Я хищно прищурился и качнул головой в сторону шапки.

— Потратишь ты его и что?

— А что? — не мог сообразить он.

— Так не станет его, — подвел я итог.

— Ну да.

— Новый искать придется, — пояснил я.

— Ну да, — согласился он.

— А таких, как этот человек не так уж и много, — я вытянул руку вслед удалившемуся богатею.

— Ну… ну… правильно, — жалостно залепетал он. — Мало их.

— А среди таких еще меньше тех, кто склонен расщедриться!

— Ну… ну да.

— Так не лучше ли тот золотой приумножить? — мой голос пах интригой.

— А как? — исказилось его заросшее исцарапанное лицо.

— Способов много, — загадочно промолвил я, прикрыв глаза, словно силился что-то вспомнить. — Но мы выберем самый простой. Мы станем дальше использовать гульден, как символ. Но уже не труда, и даже не тех благ, что он нам обещает. А как символ достоинства.

— Ничего не понимаю, — затряс головой Хват. — Какой символ? Какое достоинство? Пока есть надо наслаждаться жизнью!

— Тогда бери свой золотой, и иди пропивай.

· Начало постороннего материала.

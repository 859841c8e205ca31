// src/fetch/links.rs

use tracing::{debug, trace, warn};
use url::Url;

use crate::error::ScrapeError;
use crate::html::{Node, Page};

/// Navigation link on the index page that is not a year.
pub const INDEX_LINK: &str = "index.html";

/// Return the href of every year link on the index page whose year falls in
/// `start_year..=end_year`, in document order.
///
/// Anchors whose text is not a year are logged and skipped.
pub fn select_year_links(index_page: &[u8], start_year: i32, end_year: i32) -> Vec<String> {
    let page = Page::parse(index_page);
    filter_year_links(&page.anchors(), start_year, end_year)
}

/// Same as [`select_year_links`], over already-parsed anchors.
pub fn filter_year_links<N: Node>(anchors: &[N], start_year: i32, end_year: i32) -> Vec<String> {
    let mut hrefs = Vec::new();
    for anchor in anchors {
        let Some(href) = anchor.attr("href") else {
            debug!("anchor without href; skipping");
            continue;
        };
        if href == INDEX_LINK {
            continue;
        }

        let year = match parse_year(&anchor.text()) {
            Ok(year) => year,
            Err(e) => {
                warn!(href, error = %e, "skipping non-year link");
                continue;
            }
        };

        // years are not assumed to be in order
        if year < start_year || year > end_year {
            trace!(href, year, "out of range");
            continue;
        }

        hrefs.push(normalize_href(href));
    }
    hrefs
}

pub fn parse_year(text: &str) -> Result<i32, ScrapeError> {
    let text = text.trim();
    text.parse().map_err(|source| ScrapeError::YearParse {
        text: text.to_string(),
        source,
    })
}

/// Some year links on the index page lack the leading `/`.
pub fn normalize_href(href: &str) -> String {
    if href.starts_with('/') {
        href.to_string()
    } else {
        format!("/{}", href)
    }
}

/// Join a (normalised) href to the site root.
pub fn resolve(base: &Url, href: &str) -> Result<Url, ScrapeError> {
    Ok(base.join(&normalize_href(href))?)
}
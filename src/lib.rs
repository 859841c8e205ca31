// src/lib.rs

//! Scrapes yearly aviation-incident tables from planecrashinfo.com into a
//! header-labelled, row-oriented dataset.

pub mod config;
pub mod dataset;
pub mod error;
pub mod fetch;
pub mod html;
pub mod process;
pub mod schema;
pub mod scrape;

pub use config::ScrapeConfig;
pub use dataset::ProcessedDataset;
pub use error::ScrapeError;
pub use scrape::Scraper;
// src/fetch/mod.rs

use anyhow::Context;
use reqwest::Client;
use std::time::Duration;
use tracing::debug;
use url::Url;

use crate::error::ScrapeError;

pub mod links;

/// Thin GET-bytes wrapper around a reqwest client. No retries: the first
/// failure is returned to the caller.
#[derive(Debug, Clone)]
pub struct Fetcher {
    client: Client,
}

impl Fetcher {
    pub fn new(timeout: Duration) -> anyhow::Result<Self> {
        let client = Client::builder()
            .timeout(timeout)
            .build()
            .context("building http client")?;
        Ok(Self { client })
    }

    /// Fetch `url`, failing on timeout or any non-success status.
    pub async fn fetch(&self, url: &Url) -> Result<Vec<u8>, ScrapeError> {
        debug!(%url, "fetching");
        let transport = |source| ScrapeError::Transport {
            url: url.to_string(),
            source,
        };
        let bytes = self
            .client
            .get(url.clone())
            .send()
            .await
            .map_err(transport)?
            .error_for_status()
            .map_err(transport)?
            .bytes()
            .await
            .map_err(transport)?;
        debug!(%url, len = bytes.len(), "fetched");
        Ok(bytes.to_vec())
    }
}
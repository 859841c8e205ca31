// src/process/normalize.rs

use tracing::{debug, warn};

use crate::dataset::{IncidentRecord, ProcessedDataset};
use crate::html::{Node, LINE_BREAK};
use crate::schema::{self, HeaderSchema};

/// Number of leading cells that carry the column labels.
pub const HEADER_CELLS: usize = 4;
/// Number of consecutive cells that make up one incident.
pub const GROUP_SIZE: usize = 4;

const HEADER_SEPARATOR: char = '/';

/// Fold one year page's cells into `dataset`, returning how many records
/// were appended.
///
/// Headers are read from the first four cells only while the dataset's
/// schema is still incomplete; the cells after them are always treated as
/// data, grouped four at a time.
pub fn normalize<N: Node>(cells: &[N], dataset: &mut ProcessedDataset) -> usize {
    let split = cells.len().min(HEADER_CELLS);
    let (header_cells, data_cells) = cells.split_at(split);

    if !schema::is_complete(&dataset.headers) {
        fill_headers(header_cells, &mut dataset.headers);
        if !schema::is_complete(&dataset.headers) {
            warn!(headers = ?dataset.headers, "header cells did not yield the expected columns");
        }
    }

    let groups = data_cells.chunks_exact(GROUP_SIZE);
    let dropped = groups.remainder().len();
    let before = dataset.data.len();
    dataset.data.extend(groups.map(build_record));

    // a trailing partial group never becomes a record
    if dropped > 0 {
        warn!(dropped, "discarding trailing cells that do not fill a group");
    }

    let added = dataset.data.len() - before;
    debug!(added, "normalised cells");
    added
}

/// Rebuild the header positions from the header cells, starting over at
/// position 0. Stops the moment the schema is satisfied, even part-way
/// through a cell.
fn fill_headers<N: Node>(cells: &[N], headers: &mut HeaderSchema) {
    // only reached while incomplete, so nothing frozen is discarded
    headers.clear();
    let mut pos = 0;
    for cell in cells {
        for field in cell.text().split(HEADER_SEPARATOR) {
            if schema::is_complete(headers) {
                return;
            }
            headers.insert(pos, field.trim().to_lowercase());
            pos += 1;
        }
    }
}

fn build_record<N: Node>(group: &[N]) -> IncidentRecord {
    group
        .iter()
        .flat_map(|cell| split_fields(&cell.text_with_breaks(LINE_BREAK)))
        .collect()
}

/// Split linearised cell text on the line-break marker into trimmed,
/// lower-cased fields. Empty fields are kept.
pub fn split_fields(text: &str) -> Vec<String> {
    text.split(LINE_BREAK)
        .map(|field| field.trim().to_lowercase())
        .collect()
}
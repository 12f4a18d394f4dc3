// SPDX-FileCopyrightText: 2025 Semiotic Labs
//
// SPDX-License-Identifier: Apache-2.0

//! Queryable resource identifiers
//!
//! Each variant names one table exposed to the host query engine.

use std::{fmt, str::FromStr};

use serde::{Deserialize, Deserializer, Serialize, Serializer};
use utoipa::ToSchema;

/// Tables exposed by the adapter
#[derive(Debug, Clone, Copy, PartialEq, Eq, Hash, ToSchema)]
#[schema(rename_all = "snake_case", example = "blocks")]
pub enum ResourceKind {
    /// Bitcoin blocks
    Blocks,
    /// Confirmed or mempool transactions
    Transactions,
    /// Address balances and activity
    Addresses,
    /// Chart time series
    Charts,
    /// Network statistics snapshot
    Stats,
    /// Mempool transactions with fee rates
    UnconfirmedTransactions,
}

impl ResourceKind {
    /// Returns the table name used in queries
    pub const fn name(self) -> &'static str {
        match self {
            Self::Blocks => "blocks",
            Self::Transactions => "transactions",
            Self::Addresses => "addresses",
            Self::Charts => "charts",
            Self::Stats => "stats",
            Self::UnconfirmedTransactions => "unconfirmed_transactions",
        }
    }

    /// Returns all tables in registration order
    pub const fn all() -> &'static [Self] {
        &[
            Self::Blocks,
            Self::Transactions,
            Self::Addresses,
            Self::Charts,
            Self::Stats,
            Self::UnconfirmedTransactions,
        ]
    }
}

impl fmt::Display for ResourceKind {
    fn fmt(&self, f: &mut fmt::Formatter<'_>) -> fmt::Result {
        f.write_str(self.name())
    }
}

impl FromStr for ResourceKind {
    type Err = ResourceParseError;

    fn from_str(s: &str) -> Result<Self, Self::Err> {
        let name = s.trim().to_ascii_lowercase();
        Self::all()
            .iter()
            .copied()
            .find(|kind| kind.name() == name)
            .ok_or_else(|| ResourceParseError(s.to_string()))
    }
}

impl Serialize for ResourceKind {
    fn serialize<S>(&self, serializer: S) -> Result<S::Ok, S::Error>
    where
        S: Serializer,
    {
        serializer.serialize_str(self.name())
    }
}

impl<'de> Deserialize<'de> for ResourceKind {
    fn deserialize<D>(deserializer: D) -> Result<Self, D::Error>
    where
        D: Deserializer<'de>,
    {
        let name = String::deserialize(deserializer)?;
        name.parse().map_err(serde::de::Error::custom)
    }
}

/// Error returned when a table name is not recognised
#[derive(Debug, Clone, PartialEq, Eq, thiserror::Error)]
#[error(
    "unknown table: {0}. Available tables are: blocks, transactions, addresses, charts, stats, unconfirmed_transactions"
)]
pub struct ResourceParseError(pub String);
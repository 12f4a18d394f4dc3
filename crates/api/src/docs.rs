// SPDX-FileCopyrightText: 2025 Semiotic Labs
//
// SPDX-License-Identifier: Apache-2.0

//! `OpenAPI` document for the table server and the page that renders it

use axum::{Json, response::Html};
use utoipa::OpenApi;

use crate::{
    config::Environment,
    routes::handlers::{self, QueryRequest, QueryResponse, TableInfo, TablesResponse},
    state::{HealthCheck, HealthStatus, UpstreamHealth},
};

/// Generated `OpenAPI` description of every public route
#[derive(Debug, OpenApi)]
#[openapi(
    info(
        title = "Blockchain Tables API",
        description = "Tabular query adapter over the Blockchain.com data API"
    ),
    paths(
        handlers::health_handler,
        handlers::tables_handler,
        handlers::columns_handler,
        handlers::query_handler,
    ),
    components(schemas(
        HealthCheck,
        HealthStatus,
        UpstreamHealth,
        Environment,
        TableInfo,
        TablesResponse,
        QueryRequest,
        QueryResponse,
        shared_types::ResourceKind,
    )),
    tags(
        (name = "health", description = "Service and upstream health"),
        (name = "tables", description = "Table catalogue and queries")
    )
)]
pub struct ApiDoc;

const SWAGGER_UI_DIST: &str = "https://unpkg.com/swagger-ui-dist@5.17.14";

/// Serves the generated document
pub async fn openapi_spec() -> Json<utoipa::openapi::OpenApi> {
    Json(ApiDoc::openapi())
}

/// Swagger UI page reading `/api-doc/openapi.json`
pub async fn swagger_ui() -> Html<String> {
    Html(format!(
        r##"<!DOCTYPE html>
<html lang="en">
<head>
  <meta charset="utf-8">
  <title>Blockchain Tables API</title>
  <link rel="stylesheet" href="{SWAGGER_UI_DIST}/swagger-ui.css">
</head>
<body>
  <main id="tables-api"></main>
  <script src="{SWAGGER_UI_DIST}/swagger-ui-bundle.js"></script>
  <script>
    SwaggerUIBundle({{
      url: "/api-doc/openapi.json",
      dom_id: "#tables-api",
      docExpansion: "list",
      defaultModelsExpandDepth: 0,
      tryItOutEnabled: true
    }});
  </script>
</body>
</html>
"##
    ))
}
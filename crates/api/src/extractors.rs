// SPDX-FileCopyrightText: 2025 Semiotic Labs
//
// SPDX-License-Identifier: Apache-2.0

//! Custom extractors for improved error handling
//!
//! [`JsonExtractor`] reports malformed bodies as `400` with a hint about what
//! went wrong. Filter trees get special treatment: a comparison using an
//! operator the adapter cannot evaluate is named explicitly instead of
//! surfacing serde's untagged-enum error.

use axum::{
    extract::{FromRequest, Request},
    response::{IntoResponse, Response},
};
use serde::de::DeserializeOwned;
use serde_json::Value;
use shared_types::Operator;

use crate::error::ServerError;

mod error_hints {
    pub const FILTER_SHAPE: &str = "a filter is either a comparison {\"op\", \"field\", \"value\"} \
         or a conjunction {\"and\": [...]}; supported operators are '=' and 'IN'";
    pub const MISSING_COMMA: &str =
        "check for missing or extra commas between object properties or array elements";
    pub const MISSING_BRACE: &str = "check for missing closing brace '}' for JSON object";
    pub const MISSING_BRACKET: &str = "check for missing closing bracket ']' for JSON array";
    pub const MISSING_QUOTES: &str =
        "check for missing or improperly escaped quotes around string values";
    pub const CONTROL_CHARS: &str = "JSON contains invalid control characters that must be escaped";
    pub const EXPECTED_VALUE: &str =
        "expected a valid JSON value (string, number, boolean, null, object, or array)";
    pub const DEFAULT_SYNTAX: &str = "check JSON formatting and structure";
    pub const EMPTY_BODY: &str = "request body is empty, expected valid JSON";
    pub const TRUNCATED_JSON: &str =
        "unexpected end of JSON input, request appears to be truncated";
}

const MAX_JSON_PAYLOAD_SIZE: usize = 64 * 1024;

/// JSON extractor with detailed error messages
#[derive(Debug)]
pub struct JsonExtractor<T>(pub T);

impl<T, S> FromRequest<S> for JsonExtractor<T>
where
    T: DeserializeOwned,
    S: Send + Sync,
{
    type Rejection = ServerError;

    async fn from_request(req: Request, state: &S) -> Result<Self, Self::Rejection> {
        Self::extract_json(req, state).await
    }
}

impl<T> JsonExtractor<T>
where
    T: DeserializeOwned,
{
    async fn extract_json<S>(req: Request, state: &S) -> Result<Self, ServerError>
    where
        S: Send + Sync,
    {
        if let Some(content_type) = req.headers().get("content-type")
            && let Ok(content_type_str) = content_type.to_str()
            && !content_type_str.starts_with("application/json")
        {
            return Err(ServerError::JsonError {
                message: format!(
                    "invalid content-type: expected 'application/json', got '{content_type_str}'"
                ),
            });
        }

        let bytes = axum::body::Bytes::from_request(req, state)
            .await
            .map_err(|rejection| ServerError::JsonError {
                message: format!("failed to read request body: {rejection}"),
            })?;

        if bytes.len() > MAX_JSON_PAYLOAD_SIZE {
            return Err(ServerError::JsonError {
                message: format!(
                    "request body too large: {} bytes (max: {} bytes)",
                    bytes.len(),
                    MAX_JSON_PAYLOAD_SIZE
                ),
            });
        }

        if bytes.is_empty() {
            return Err(ServerError::JsonError {
                message: error_hints::EMPTY_BODY.to_string(),
            });
        }

        serde_json::from_slice::<T>(&bytes)
            .map(JsonExtractor)
            .map_err(|err| {
                let message = if err.is_syntax() {
                    format!(
                        "invalid JSON syntax at line {}, column {}: {}",
                        err.line(),
                        err.column(),
                        syntax_hint(&err)
                    )
                } else if err.is_data() {
                    format!("JSON data validation failed: {}", data_hint(&err, &bytes))
                } else if err.is_eof() {
                    error_hints::TRUNCATED_JSON.to_string()
                } else {
                    format!("JSON parsing error: {err}")
                };
                ServerError::JsonError { message }
            })
    }
}

impl<T> IntoResponse for JsonExtractor<T>
where
    T: IntoResponse,
{
    fn into_response(self) -> Response {
        self.0.into_response()
    }
}

fn syntax_hint(err: &serde_json::Error) -> &'static str {
    let err_msg = err.to_string();

    if err_msg.contains("expected ','") || err_msg.contains("trailing comma") {
        error_hints::MISSING_COMMA
    } else if err_msg.contains("expected '}'") {
        error_hints::MISSING_BRACE
    } else if err_msg.contains("expected ']'") {
        error_hints::MISSING_BRACKET
    } else if err_msg.contains("expected '\"'") {
        error_hints::MISSING_QUOTES
    } else if err_msg.contains("control character") {
        error_hints::CONTROL_CHARS
    } else if err_msg.contains("expected value") {
        error_hints::EXPECTED_VALUE
    } else {
        error_hints::DEFAULT_SYNTAX
    }
}

fn data_hint(err: &serde_json::Error, raw_json: &[u8]) -> String {
    let err_msg = err.to_string();

    if err_msg.contains("untagged enum FilterExpr") {
        return serde_json::from_slice::<Value>(raw_json)
            .ok()
            .and_then(|body| body.get("where").and_then(first_unsupported_operator))
            .map_or_else(
                || format!("invalid filter - {}", error_hints::FILTER_SHAPE),
                |(op, field)| {
                    format!(
                        "unsupported operator '{op}' on field '{field}'. Supported operators are '=' and 'IN'"
                    )
                },
            );
    }

    if err_msg.contains("invalid type") {
        if err_msg.contains("expected a string") || err_msg.contains("expected string") {
            "expected a string value, but received a different data type".to_string()
        } else if err_msg.contains("expected an array") || err_msg.contains("expected array") {
            "expected an array, but received a different data type".to_string()
        } else {
            format!("data type mismatch: {err_msg}")
        }
    } else if err_msg.contains("missing field") {
        format!("required field is missing: {err_msg}")
    } else if err_msg.contains("unknown field") {
        format!("unrecognized field found: {err_msg}")
    } else {
        err_msg
    }
}

/// Depth-first search for the first comparison whose operator does not parse
fn first_unsupported_operator(filter: &Value) -> Option<(String, String)> {
    if let Some(conjuncts) = filter.get("and").and_then(Value::as_array) {
        return conjuncts.iter().find_map(first_unsupported_operator);
    }

    let op = filter.get("op")?.as_str()?;
    if op.parse::<Operator>().is_ok() {
        return None;
    }
    let field = filter
        .get("field")
        .and_then(Value::as_str)
        .unwrap_or_default();
    Some((op.to_string(), field.to_string()))
}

А я пошел дальше. У меня, знаешь ли, дел хватает.

С этими словами я поднялся, расправил спину, зевнул и только намерился сделать шаг, как снизу послышался умоляющий оклик.

— Нет, постой. Ты ж… ты ж хотел его приумножить.

— Равно как и ты хотел его пропить, — строго добавил я, свысока оглядывая его, точно орел ягненка.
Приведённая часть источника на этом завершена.